Only 30% of infants exposed to hepatitis C virus (HCV) perinatally are screened for the disease, according to a new study published in Pediatrics.
“The emerging data from our study reveal that the epidemic of HCV in pregnant women is growing and that most perinatally infected children are not being identified, impeding linkage to care,” wrote lead author Catherine A. Chappell, MD, MSc, Department of Obstetrics, Gynecology, and Reproductive Sciences, University of Pittsburgh, Pittsburgh, PA.
As a result of the opioid epidemic, more people of reproductive age have been using intravenous drugs, thus leading to a rise in HCV infection. One recent study pegged the increase at 89% among pregnant women between 2009 and 2014 in the United States. HCV is transmitted from mother to child in about 5.8% of cases, meaning that each year an estimated 2,700 to 4,000 children are perinatally infected with HCV. Approximately 80% of children with perinatal HCV infection go on to develop chronic infection.
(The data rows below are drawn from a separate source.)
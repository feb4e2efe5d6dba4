//! The interpreter context.
//!
//! A `World` owns every term, branch, type and function record. Nothing in the
//! crate is global: two worlds never share state, which is what lets the test
//! runner evaluate scripts on separate threads.

use tracing::{debug, info};

use crate::{
    config::WorldConfig,
    error::{Error, Result},
    graph::{Arena, Branch, BranchId, Term, TermId},
    runtime::{
        function::{Function, FunctionId},
        leak_detector,
        types::TypeRegistry,
    },
};

pub mod kernel;

pub use kernel::Kernel;

pub struct World {
    pub(crate) terms: Arena<Term>,
    pub(crate) branches: Arena<Branch>,
    pub types: TypeRegistry,
    pub(crate) functions: Arena<Function>,
    pub(crate) kernel: Kernel,
    pub config: WorldConfig,
}

impl World {
    /// Builds a world with the default configuration and a bootstrapped kernel.
    pub fn new() -> Result<Self> {
        Self::with_config(WorldConfig::default())
    }

    pub fn with_config(config: WorldConfig) -> Result<Self> {
        let mut world = Self {
            terms: Arena::new(),
            branches: Arena::new(),
            types: TypeRegistry::new(),
            functions: Arena::new(),
            kernel: Kernel::default(),
            config,
        };
        kernel::bootstrap(&mut world)?;
        info!(
            terms = world.terms.live_count(),
            functions = world.functions.live_count(),
            types = world.types.len(),
            "kernel bootstrapped"
        );
        Ok(world)
    }

    pub fn kernel(&self) -> &Kernel {
        &self.kernel
    }

    pub fn kernel_branch(&self) -> BranchId {
        self.kernel.branch
    }

    /// Panics if `id` does not name a live term.
    pub fn term(&self, id: TermId) -> &Term {
        match self.terms.get(id.0) {
            Some(term) => term,
            None => panic!("World::term: stale term id {}", id),
        }
    }

    /// Panics if `id` does not name a live term.
    pub fn term_mut(&mut self, id: TermId) -> &mut Term {
        match self.terms.get_mut(id.0) {
            Some(term) => term,
            None => panic!("World::term_mut: stale term id {}", id),
        }
    }

    pub fn try_term(&self, id: TermId) -> Option<&Term> {
        self.terms.get(id.0)
    }

    pub fn contains_term(&self, id: TermId) -> bool {
        self.terms.contains(id.0)
    }

    /// Panics if `id` does not name a live branch.
    pub fn branch(&self, id: BranchId) -> &Branch {
        match self.branches.get(id.0) {
            Some(branch) => branch,
            None => panic!("World::branch: stale branch id {}", id),
        }
    }

    pub fn branch_mut(&mut self, id: BranchId) -> &mut Branch {
        match self.branches.get_mut(id.0) {
            Some(branch) => branch,
            None => panic!("World::branch_mut: stale branch id {}", id),
        }
    }

    pub fn try_branch(&self, id: BranchId) -> Option<&Branch> {
        self.branches.get(id.0)
    }

    /// Allocates an empty branch. `owner` is the term that holds it as its
    /// nested branch, or `None` for a top-level branch.
    pub fn create_branch(&mut self, owner: Option<TermId>) -> BranchId {
        let id = BranchId(self.branches.next_slot());
        let allocated = self.branches.alloc(Branch::new(id, owner));
        debug_assert_eq!(allocated, id.0);
        id
    }

    /// Clears and frees a branch. The branch must not be anyone's nested branch.
    pub fn delete_branch(&mut self, branch: BranchId) -> Result<()> {
        if let Some(owner) = self.branch(branch).owning_term {
            if self.contains_term(owner) && self.term(owner).nested == Some(branch) {
                return Err(Error::internal(format!(
                    "{} is still nested under term {}",
                    branch, owner
                )));
            }
        }
        self.clear_branch(branch)?;
        self.branches.remove(branch.0);
        Ok(())
    }

    pub fn add_function(&mut self, function: Function) -> FunctionId {
        FunctionId(self.functions.alloc(function))
    }

    /// Panics if the record was freed along with its declaring term.
    pub fn function(&self, id: FunctionId) -> &Function {
        match self.functions.get(id.0) {
            Some(function) => function,
            None => panic!("World::function: stale function id {}", id.index()),
        }
    }

    pub fn function_mut(&mut self, id: FunctionId) -> &mut Function {
        match self.functions.get_mut(id.0) {
            Some(function) => function,
            None => panic!("World::function_mut: stale function id {}", id.index()),
        }
    }

    pub fn try_function(&self, id: FunctionId) -> Option<&Function> {
        self.functions.get(id.0)
    }

    /// Frees the record `decl` declares, if `decl` is its declaring term.
    pub(crate) fn release_function_declared_by(&mut self, decl: TermId, id: FunctionId) {
        let owned = self
            .try_function(id)
            .is_some_and(|function| function.declaring_term == Some(decl));
        if owned {
            let removed = self.functions.remove(id.0);
            debug!(term = %decl, function = ?removed.map(|f| f.name), "freed function record");
        }
    }

    /// The function record a declaring term stands for.
    pub fn function_declared_by(&self, decl: TermId) -> Result<FunctionId> {
        let term = self
            .try_term(decl)
            .ok_or_else(|| Error::internal(format!("function term {} was deleted", decl)))?;
        let id = term
            .value
            .as_function()
            .map_err(|_| Error::internal(format!("term {} does not declare a function", decl)))?;
        if self.try_function(id).is_none() {
            return Err(Error::internal(format!(
                "function declared by {} was deleted",
                decl
            )));
        }
        Ok(id)
    }

    /// The function a call term invokes.
    pub fn function_of(&self, term: TermId) -> Result<FunctionId> {
        let decl = self
            .term(term)
            .function
            .ok_or_else(|| Error::internal(format!("term {} has no function", term)))?;
        self.function_declared_by(decl)
    }

    pub fn is_function_term(&self, term: TermId) -> bool {
        self.try_term(term)
            .is_some_and(|_| self.function_declared_by(term).is_ok())
    }

    pub fn function_name(&self, term: TermId) -> &str {
        match self.function_of(term) {
            Ok(id) => &self.function(id).name,
            Err(_) => "<none>",
        }
    }

    pub fn function_name_declared_by(&self, decl: TermId) -> &str {
        match self.function_declared_by(decl) {
            Ok(id) => &self.function(id).name,
            Err(_) => "<none>",
        }
    }

    pub fn nested(&self, term: TermId) -> Option<BranchId> {
        self.term(term).nested
    }

    pub fn live_terms(&self) -> usize {
        self.terms.live_count()
    }

    pub fn live_branches(&self) -> usize {
        self.branches.live_count()
    }

    pub fn live_functions(&self) -> usize {
        self.functions.live_count()
    }

    /// Releases every user branch and the kernel. Values holding handles run
    /// their release callbacks here.
    pub fn shutdown(mut self) -> Result<()> {
        let roots: Vec<BranchId> = self
            .branches
            .iter()
            .filter(|(_, b)| b.owning_term.is_none() && b.id != self.kernel.branch)
            .map(|(_, b)| b.id)
            .collect();
        for branch in roots {
            self.delete_branch(branch)?;
        }
        let kernel = self.kernel.branch;
        self.delete_branch(kernel)?;
        let stats = leak_detector::snapshot();
        debug!(
            live_terms = self.terms.live_count(),
            open_handles = stats.open_handles(),
            "world shut down"
        );
        Ok(())
    }
}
Because of the passive placental transfer of maternal HCV IgG antibodies between mother and infant, HCV antibody testing before 18 months of age results in a substantial number of false positives. Instead, experts recommend that an HCV antibody test be performed when the child is older than 18 months.
Despite clear recommendations regarding HCV screening in infants, many infants exposed to HCV are never screened; often, these children go undetected for HCV. Experts have yet to elucidate whether this gap results from lapses in well-child care follow-up or inadequate screening in well-child care programs.
“Our objectives in this study were to determine the prevalence of HCV infection at a large, tertiary care maternity hospital from 2006 to 2014 and the rate and type of pediatric HCV testing for HCV exposed children who were engaged in well-child services,” the researchers wrote. “We also compared obstetric and neonatal outcomes among pregnant women with and without HCV.”
In this population-based, retrospective cohort, researchers identified 1,043 pregnant women with HCV who delivered at Magee-Women’s Hospital of the University of Pittsburgh Medical Center between 2006 and 2014. They then compared demographic obstetric data between pregnant women who were either infected or not infected with HCV.
Finally, they examined the records of infants born to mothers with HCV who went on to receive well-child care in their health system. The health system includes 30 hospitals in the greater western Pennsylvania area; this minimizes the likelihood of missing data due to patient migration.
The team found that between 2006 and 2014, HCV prevalence increased by 60%. Furthermore, pregnant women with HCV were more likely to be white,
Infants born to women with HCV were more likely to be preterm and have low birth weight. Moreover, the researchers found that only 323 of 1,043 patients (31%) went on to receive well-child visits through their institution, with only 96 of these infants (30%) eventually screened for HCV.
Dr. Chappell and co-authors offer a few explanations for why many infants who are exposed to HCV don’t receive screening.
First, information concerning maternal HCV diagnosis may not make it into the electronic records either because pediatricians don’t ask about HCV risk exposures or mothers don’t want to bring up previous drug use.
Second, many pregnant women don’t realize that they are infected with HCV due to lack of universal screening.
Third, pregnant women infected with HCV may not be adequately counseled by their physicians as to the risk of perinatal HCV transmission and the importance of postnatal HCV screening.
The researchers concluded the study by making a case for the universal HCV testing during pregnancy. They also recommend that future researchers “focus on interventions to increase screening in infants who are at risk for perinatal HCV acquisition by including technology to improve the transfer of maternal HCV status to the pediatric record and increase pediatric provider awareness regarding HCV screening guidelines.”